Inbec is the only three-in-one compound drug containing dolutegravir (DTG), which integrates treatment drugs for different stages of viral infection in the same tablet. Patients only need to take one drug to achieve the effect of combined medication. The drug has been approved for marketing in 50 countries and regions, and has been recommended by many authoritative academic institutions and authoritative guidelines in Europe and the United States as the first-line first-line treatment for patients with HIV infection.

Suimeike is a film-coated tablet that appears white or off-white after the coating is removed. It is suitable for the treatment of adults and adolescents over 12 years old (with a weight of at least 40kg) infected with human immunodeficiency virus (HIV). HIV-infected patients, regardless of race, should be screened for the HLA-B*5701 allele before starting treatment with abacavir-containing products. If the patient is known to carry the HLA-B*5701 allele, he should not take products containing abacavir.

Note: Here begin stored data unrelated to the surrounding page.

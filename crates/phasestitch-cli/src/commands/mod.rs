pub mod config;
pub mod info;
pub mod register;
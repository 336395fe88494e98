use approx::assert_relative_eq;

use phasestitch_core::field::{Field1, Field2};
use phasestitch_core::window::{exponential_weight, exponential_window, extension_dims, mirror_extend};

#[test]
fn test_extension_dims_grows_by_even_quarter() {
    assert_eq!(extension_dims([256, 100]), [320, 126]);
    assert_eq!(extension_dims([10]), [12]);
    assert_eq!(extension_dims([3, 1, 8]), [3, 1, 10]);
}

#[test]
fn test_mirror_extend_keeps_tile_and_mirrors_border() {
    let tile = Field2::from_fn([8, 4], |[x, y]| (x + 10 * y) as f32).unwrap();
    let ext = mirror_extend(&tile, [12, 6]).unwrap();
    assert_eq!(ext.offset, [2, 1]);
    assert_eq!(ext.field.dims(), [12, 6]);

    for y in 0..4 {
        for x in 0..8 {
            assert_eq!(ext.field.get([x + 2, y + 1]), tile.get([x, y]));
        }
    }
    // left border reflects columns 2 and 1
    assert_eq!(ext.field.get([0, 1]), tile.get([2, 0]));
    assert_eq!(ext.field.get([1, 1]), tile.get([1, 0]));
    // right border reflects columns 6 and 5
    assert_eq!(ext.field.get([10, 1]), tile.get([6, 0]));
    assert_eq!(ext.field.get([11, 1]), tile.get([5, 0]));
    // top row reflects row 1
    assert_eq!(ext.field.get([2, 0]), tile.get([0, 1]));
}

#[test]
fn test_mirror_extend_rejects_smaller_target() {
    let tile = Field1::zeros([8]).unwrap();
    assert!(mirror_extend(&tile, [6]).is_err());
}

#[test]
fn test_exponential_weight_profile() {
    let n = 11;
    assert_relative_eq!(exponential_weight(0, n), 0.0);
    assert_relative_eq!(exponential_weight(10, n), 0.0);
    assert_relative_eq!(exponential_weight(5, n), 0.999, epsilon = 1e-12);
    for i in 0..n {
        assert_relative_eq!(
            exponential_weight(i, n),
            exponential_weight(n - 1 - i, n),
            epsilon = 1e-12
        );
    }
    for i in 0..5 {
        assert!(exponential_weight(i, n) < exponential_weight(i + 1, n));
    }
    assert_eq!(exponential_weight(0, 1), 1.0);
}

#[test]
fn test_exponential_window_is_separable() {
    let mut field = Field2::from_vec([9, 7], vec![2.0; 63]).unwrap();
    exponential_window(&mut field);
    for y in 0..7 {
        for x in 0..9 {
            let expected = 2.0 * exponential_weight(x, 9) * exponential_weight(y, 7);
            assert_relative_eq!(field.get([x, y]) as f64, expected, epsilon = 1e-6);
        }
    }
    assert_eq!(field.get([0, 3]), 0.0);
}
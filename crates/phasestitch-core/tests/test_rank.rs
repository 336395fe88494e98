use rand::rngs::StdRng;
use rand::{Rng, SeedableRng};

use phasestitch_core::rank::{quicksort_by, rank, Ranked};
use phasestitch_core::score::CrossCorrelationResult;

fn result(shift: [i64; 2], r: f64, pcm_value: f32) -> CrossCorrelationResult<2> {
    CrossCorrelationResult {
        shift,
        overlapping_pixels: 100,
        ssq: 1.0,
        r,
        pcm_value,
    }
}

// ---------------------------------------------------------------------------
// quicksort_by
// ---------------------------------------------------------------------------

#[test]
fn test_quicksort_matches_std_sort() {
    let mut rng = StdRng::seed_from_u64(40);
    for len in [0, 1, 2, 3, 10, 257] {
        let mut data: Vec<i32> = (0..len).map(|_| rng.random_range(-50..50)).collect();
        let mut expected = data.clone();
        expected.sort();
        quicksort_by(&mut data, |a, b| a.cmp(b));
        assert_eq!(data, expected, "len {len}");
    }
}

#[test]
fn test_quicksort_sorted_and_reversed_input() {
    let mut ascending: Vec<u32> = (0..100).collect();
    quicksort_by(&mut ascending, |a, b| a.cmp(b));
    assert_eq!(ascending, (0..100).collect::<Vec<_>>());

    let mut descending: Vec<u32> = (0..100).rev().collect();
    quicksort_by(&mut descending, |a, b| a.cmp(b));
    assert_eq!(descending, (0..100).collect::<Vec<_>>());
}

#[test]
fn test_quicksort_all_equal() {
    let mut data = vec![7u8; 33];
    quicksort_by(&mut data, |a, b| a.cmp(b));
    assert!(data.iter().all(|&v| v == 7));
}

// ---------------------------------------------------------------------------
// rank
// ---------------------------------------------------------------------------

#[test]
fn test_rank_key_is_one_minus_r() {
    assert_eq!(result([0, 0], 0.75, 0.1).rank_key(), 0.25);
}

#[test]
fn test_rank_orders_by_correlation() {
    let mut results = vec![
        result([1, 0], 0.2, 0.9),
        result([2, 0], 0.95, 0.1),
        result([3, 0], -0.4, 0.5),
        result([4, 0], 0.6, 0.3),
    ];
    rank(&mut results);
    let shifts: Vec<i64> = results.iter().map(|r| r.shift[0]).collect();
    assert_eq!(shifts, vec![2, 4, 1, 3]);
}

#[test]
fn test_rank_breaks_ties_by_pcm_value() {
    let mut results = vec![
        result([1, 0], 0.0, 0.2),
        result([2, 0], 0.0, 0.8),
        result([3, 0], 0.0, 0.5),
    ];
    rank(&mut results);
    let shifts: Vec<i64> = results.iter().map(|r| r.shift[0]).collect();
    assert_eq!(shifts, vec![2, 3, 1]);
}

#[test]
fn test_rank_is_idempotent() {
    // wrap variants of one peak share the PCM value and often r = 0
    let mut results = vec![
        result([-3, 5], 0.0, 0.4),
        result([17, 5], 0.9, 0.4),
        result([-3, -11], 0.0, 0.4),
        result([17, -11], 0.0, 0.4),
        result([2, 2], 0.0, 0.1),
        result([0, 1], 0.3, 0.05),
    ];
    rank(&mut results);
    let once = results.clone();
    rank(&mut results);
    assert_eq!(results, once);
    assert_eq!(results[0].shift, [17, 5]);
    assert_eq!(results[1].shift, [0, 1]);
}
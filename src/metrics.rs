//! Metric helpers for `wirebridge`.
//!
//! This module defines metric names and simple helper functions wrapping the
//! [`metrics`](https://docs.rs/metrics) crate. Without the `metrics` feature
//! every helper compiles to a no-op.

#[cfg(feature = "metrics")]
use metrics::{counter, gauge};

/// Name of the gauge tracking active connections.
pub const CONNECTIONS_ACTIVE: &str = "wirebridge_connections_active";
/// Name of the counter tracking frames read or written.
pub const FRAMES_TOTAL: &str = "wirebridge_frames_total";
/// Name of the counter tracking error occurrences.
pub const ERRORS_TOTAL: &str = "wirebridge_errors_total";
/// Name of the gauge tracking outbound calls awaiting a response.
pub const PENDING_CALLS: &str = "wirebridge_pending_calls";

/// Direction of frame processing.
#[derive(Clone, Copy, Debug)]
pub enum Direction {
    /// Frames read from the peer.
    Inbound,
    /// Frames written to the peer.
    Outbound,
}

impl Direction {
    #[cfg_attr(not(feature = "metrics"), allow(dead_code))]
    fn as_str(self) -> &'static str {
        match self {
            Direction::Inbound => "inbound",
            Direction::Outbound => "outbound",
        }
    }
}

/// Category recorded in the `kind` label of [`ERRORS_TOTAL`].
#[derive(Clone, Copy, Debug)]
pub enum ErrorKind {
    /// Inbound frame could not be classified.
    Parse,
    /// A request handler failed or panicked.
    Handler,
    /// Reading from or writing to the socket failed.
    Transport,
    /// A response named a call that was not pending.
    UnknownId,
}

impl ErrorKind {
    #[cfg_attr(not(feature = "metrics"), allow(dead_code))]
    fn as_str(self) -> &'static str {
        match self {
            ErrorKind::Parse => "parse",
            ErrorKind::Handler => "handler",
            ErrorKind::Transport => "transport",
            ErrorKind::UnknownId => "unknown_id",
        }
    }
}

/// Increment the active connections gauge.
pub fn inc_connections() {
    #[cfg(feature = "metrics")]
    gauge!(CONNECTIONS_ACTIVE).increment(1.0);
}

/// Decrement the active connections gauge.
pub fn dec_connections() {
    #[cfg(feature = "metrics")]
    gauge!(CONNECTIONS_ACTIVE).decrement(1.0);
}

/// Record a frame for the given direction.
pub fn inc_frames(direction: Direction) {
    #[cfg(feature = "metrics")]
    counter!(FRAMES_TOTAL, "direction" => direction.as_str()).increment(1);
    #[cfg(not(feature = "metrics"))]
    let _ = direction;
}

/// Record an error occurrence.
pub fn inc_errors(kind: ErrorKind) {
    #[cfg(feature = "metrics")]
    counter!(ERRORS_TOTAL, "kind" => kind.as_str()).increment(1);
    #[cfg(not(feature = "metrics"))]
    let _ = kind;
}

/// Publish the number of outbound calls awaiting a response.
#[allow(clippy::cast_precision_loss)]
pub fn set_pending(count: usize) {
    #[cfg(feature = "metrics")]
    gauge!(PENDING_CALLS).set(count as f64);
    #[cfg(not(feature = "metrics"))]
    let _ = count;
}
//! Routing of inbound frames.
//!
//! Responses settle entries in the pending-call registry. Requests become
//! invocations queued on the connection's [`InFlight`] set, which the receive
//! loop polls alongside the socket: each handler starts in receive order, and
//! a handler awaiting a nested call never stalls the loop. Frames that cannot
//! be classified are logged and dropped; the connection stays open.

mod invoke;

use std::{fmt, sync::Arc};

use futures::{
    FutureExt,
    StreamExt,
    future::BoxFuture,
    stream::FuturesUnordered,
};
use tracing::Instrument;

use crate::{
    config::TypeDetection,
    connection::ConnectionHandle,
    handler::HandlerRegistry,
    logging::LogSink,
    message::{Message, classify},
    metrics::{self, ErrorKind},
    peer::Peer,
    pending::{PendingCalls, Resolution},
    trace::{TraceContext, TraceId},
};

/// What the dispatcher did with one frame.
#[derive(Clone, Copy, Debug, PartialEq, Eq)]
pub enum FrameOutcome {
    /// The frame could not be classified.
    Dropped,
    /// A response settled its pending call.
    Resolved,
    /// A response named no pending call.
    UnknownCall,
    /// A request was handed to its handler.
    Dispatched,
}

/// Request invocations owned by one connection.
///
/// Invocations are first polled in the order they were queued. Dropping the
/// set cancels whatever is still running, which also withdraws any outbound
/// calls those handlers were awaiting.
#[derive(Default)]
pub struct InFlight {
    requests: FuturesUnordered<BoxFuture<'static, ()>>,
}

impl InFlight {
    #[must_use]
    pub fn new() -> Self { Self::default() }

    /// Number of invocations that have not finished.
    #[must_use]
    pub fn len(&self) -> usize { self.requests.len() }

    #[must_use]
    pub fn is_empty(&self) -> bool { self.requests.is_empty() }

    /// Drive the invocations until one finishes. Resolves to `None` when the
    /// set is empty.
    pub async fn join_next(&mut self) -> Option<()> { self.requests.next().await }

    fn push(&mut self, invocation: BoxFuture<'static, ()>) { self.requests.push(invocation); }
}

impl fmt::Debug for InFlight {
    fn fmt(&self, f: &mut fmt::Formatter<'_>) -> fmt::Result {
        f.debug_struct("InFlight")
            .field("len", &self.len())
            .finish()
    }
}

/// Classifies inbound frames and routes them.
#[derive(Clone)]
pub struct Dispatcher {
    handlers: Arc<HandlerRegistry>,
    pending: PendingCalls,
    log: Arc<dyn LogSink>,
    detection: TypeDetection,
}

impl Dispatcher {
    #[must_use]
    pub fn new(
        handlers: Arc<HandlerRegistry>,
        pending: PendingCalls,
        log: Arc<dyn LogSink>,
        detection: TypeDetection,
    ) -> Self {
        Self {
            handlers,
            pending,
            log,
            detection,
        }
    }

    /// Registered method names, sorted.
    #[must_use]
    pub fn methods(&self) -> Vec<String> { self.handlers.methods() }

    /// Handle one frame received on `conn`.
    ///
    /// Requests are queued on `in_flight` and run when it is next polled;
    /// their single response is written back to `conn`, never to whichever
    /// connection is bound at the time.
    pub fn handle_frame(
        &self,
        text: &str,
        conn: &ConnectionHandle,
        peer: &Peer,
        in_flight: &mut InFlight,
    ) -> FrameOutcome {
        let message = match classify(text, self.detection) {
            Ok(message) => message,
            Err(err) => {
                let trace_id = err.trace_id().cloned().unwrap_or_else(TraceId::generate);
                metrics::inc_errors(ErrorKind::Parse);
                self.log
                    .warn(&trace_id, &format!("dropping inbound frame: {err}"));
                return FrameOutcome::Dropped;
            }
        };

        match message {
            Message::Request(request) => {
                let trace = TraceContext::new(request.trace_id.clone());
                let span = trace.span();
                self.log.debug(
                    trace.trace_id(),
                    &format!("request received: id={}, method={}", request.id, request.method),
                );
                in_flight.push(
                    invoke::invoke(
                        Arc::clone(&self.handlers),
                        Arc::clone(&self.log),
                        request,
                        trace,
                        peer.clone(),
                        conn.clone(),
                    )
                    .instrument(span)
                    .boxed(),
                );
                FrameOutcome::Dispatched
            }
            Message::Success(ok) => {
                let resolution = self.pending.resolve_success(&ok.id, ok.result);
                self.settled(&ok.trace_id, &ok.id, resolution)
            }
            Message::Failure(failure) => {
                let resolution = self.pending.resolve_error(&failure.id, failure.error);
                self.settled(&failure.trace_id, &failure.id, resolution)
            }
        }
    }

    fn settled(&self, trace_id: &TraceId, id: &str, resolution: Resolution) -> FrameOutcome {
        match resolution {
            Resolution::Delivered => FrameOutcome::Resolved,
            Resolution::Abandoned => {
                self.log
                    .debug(trace_id, &format!("caller stopped waiting: id={id}"));
                FrameOutcome::Resolved
            }
            Resolution::Unknown => {
                self.log
                    .warn(trace_id, &format!("response for unknown call id: id={id}"));
                FrameOutcome::UnknownCall
            }
        }
    }
}

impl fmt::Debug for Dispatcher {
    fn fmt(&self, f: &mut fmt::Formatter<'_>) -> fmt::Result {
        f.debug_struct("Dispatcher")
            .field("handlers", &self.handlers)
            .field("pending", &self.pending.len())
            .field("detection", &self.detection)
            .finish_non_exhaustive()
    }
}
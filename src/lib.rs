#![doc(html_root_url = "https://docs.rs/wirebridge/latest")]
//! Public API for the `wirebridge` library.
//!
//! A bridge multiplexes JSON-RPC traffic in both directions over a single
//! WebSocket connection: the remote host calls methods registered on the
//! bridge, and handlers (or any other code holding a [`Peer`]) call methods
//! on the host. Every frame carries a trace identifier that follows the
//! request through handlers and logs.

pub mod bridge;
pub mod config;
pub mod connection;
pub mod dispatch;
pub mod error;
pub mod handler;
pub mod logging;
pub mod message;
pub mod metrics;
pub mod panic;
pub mod peer;
pub mod pending;
pub mod server;
pub mod trace;

pub use bridge::{Bridge, BridgeBuilder};
pub use config::{BridgeConfig, ConnectionPolicy, TypeDetection};
pub use connection::CloseReason;
pub use error::{BridgeError, Result};
pub use handler::{
    Handler,
    HandlerContext,
    HandlerError,
    MethodNotFoundError,
    handler_fn,
    typed_handler_fn,
};
pub use message::Message;
pub use peer::{CallError, Peer};
pub use pending::{DuplicateIdError, PendingCalls};
pub use server::BridgeServer;
pub use trace::{TraceContext, TraceId};
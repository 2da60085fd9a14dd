//! Build script generating manual pages from the CLI definition.

use std::{fs, path::PathBuf};

use clap::CommandFactory;
use clap_mangen::Man;

#[path = "src/cli.rs"]
mod cli;

fn main() -> Result<(), Box<dyn std::error::Error>> {
    println!("cargo:rerun-if-changed=src/cli.rs");

    let out_dir = PathBuf::from("target/generated-man");
    fs::create_dir_all(&out_dir)?;

    let man = Man::new(cli::Cli::command());
    let mut buf: Vec<u8> = Vec::new();
    man.render(&mut buf)?;
    fs::write(out_dir.join("wirebridge.1"), buf)?;

    Ok(())
}
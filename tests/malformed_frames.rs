//! Frames that cannot be classified are logged and dropped without
//! disturbing the connection.

mod common;

use std::time::Duration;

use common::{bridge, bridge_with, request};
use rstest::rstest;
use serde_json::json;
use wirebridge::{Bridge, BridgeConfig, TypeDetection};
use wirebridge_testing::{LoggerHandle, logger, serve};

#[rstest]
#[case::truncated_json(r#"{"Type":"#)]
#[case::not_an_object("[1, 2, 3]")]
#[case::unknown_type(r#"{"TraceId":"t","Id":"x","Type":"notify"}"#)]
#[case::missing_type(r#"{"TraceId":"t","Id":"x","Method":"ping"}"#)]
#[case::request_without_method(r#"{"TraceId":"t","Id":"x","Type":"request"}"#)]
#[case::request_without_id(r#"{"TraceId":"t","Method":"ping","Type":"request"}"#)]
#[case::response_without_id(r#"{"TraceId":"t","Type":"response","Result":1}"#)]
#[tokio::test]
async fn malformed_frame_is_dropped_and_connection_survives(
    bridge: Bridge,
    mut logger: LoggerHandle,
    #[case] frame: &str,
) {
    let (mut peer, _task) = serve(&bridge).await;
    peer.send_text(frame).await;
    peer.send_json(&request("t1", "r1", "ping", json!({}))).await;

    let reply = peer.recv_json().await;
    assert_eq!(reply["Id"], "r1");
    assert_eq!(reply["Result"], "pong");
    peer.expect_silence(Duration::from_millis(50)).await;
    assert!(logger.contains("dropping inbound frame"));
}

#[rstest]
#[tokio::test]
async fn unknown_type_is_reported_with_its_trace(bridge: Bridge, mut logger: LoggerHandle) {
    let (mut peer, _task) = serve(&bridge).await;
    peer.send_text(r#"{"TraceId":"odd-1","Id":"x","Type":"log"}"#)
        .await;
    peer.send_json(&request("t1", "r1", "ping", json!({}))).await;
    let _ = peer.recv_json().await;

    let messages = logger.drain_messages();
    let line = messages
        .iter()
        .find(|m| m.contains("unknown message type: log"))
        .unwrap_or_else(|| panic!("no unknown-type warning in {messages:?}"));
    assert!(line.contains("odd-1"), "{line}");
}

#[rstest]
#[tokio::test]
async fn response_for_unknown_call_is_logged(bridge: Bridge, mut logger: LoggerHandle) {
    let (mut peer, _task) = serve(&bridge).await;
    peer.send_text(r#"{"TraceId":"t","Id":"nobody","Type":"response","Result":1}"#)
        .await;
    peer.send_json(&request("t1", "r1", "ping", json!({}))).await;
    let _ = peer.recv_json().await;
    assert!(logger.contains("response for unknown call id: id=nobody"));
}

#[tokio::test]
async fn lenient_detection_accepts_frames_without_type() {
    let bridge = bridge_with(BridgeConfig::default().with_type_detection(TypeDetection::Lenient));
    let (mut peer, _task) = serve(&bridge).await;
    peer.send_text(r#"{"TraceId":"t1","Id":"r1","Method":"ping","Kind":"request"}"#)
        .await;
    let reply = peer.recv_json().await;
    assert_eq!(reply["Result"], "pong");
}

For adults and adolescents (weighing not less than 40kg), the recommended dosage of SuimeiKai is one tablet, once daily. Adults or adolescents whose body weight is less than 40 kg should not be given Trimax because Trimax is a fixed-dose tablet and the dose cannot be reduced. Trimax is a fixed-dose tablet and should not be used in patients who require dose adjustments. If one of the active ingredients needs to be discontinued or a dose adjustment is required, separate formulations of dolutegravir, abacavir, or lamivudine may be used. In these cases, physicians should refer to the respective product information for these medicines.

Comparing it with the other two integrase inhibitor first-line regimens of RAL (Ascent) and EVG (elvitegravir) in patients who failed treatment, (Inbec) has significantly fewer drug-resistant mutation sites than the other two drugs, making it less likely to develop resistance.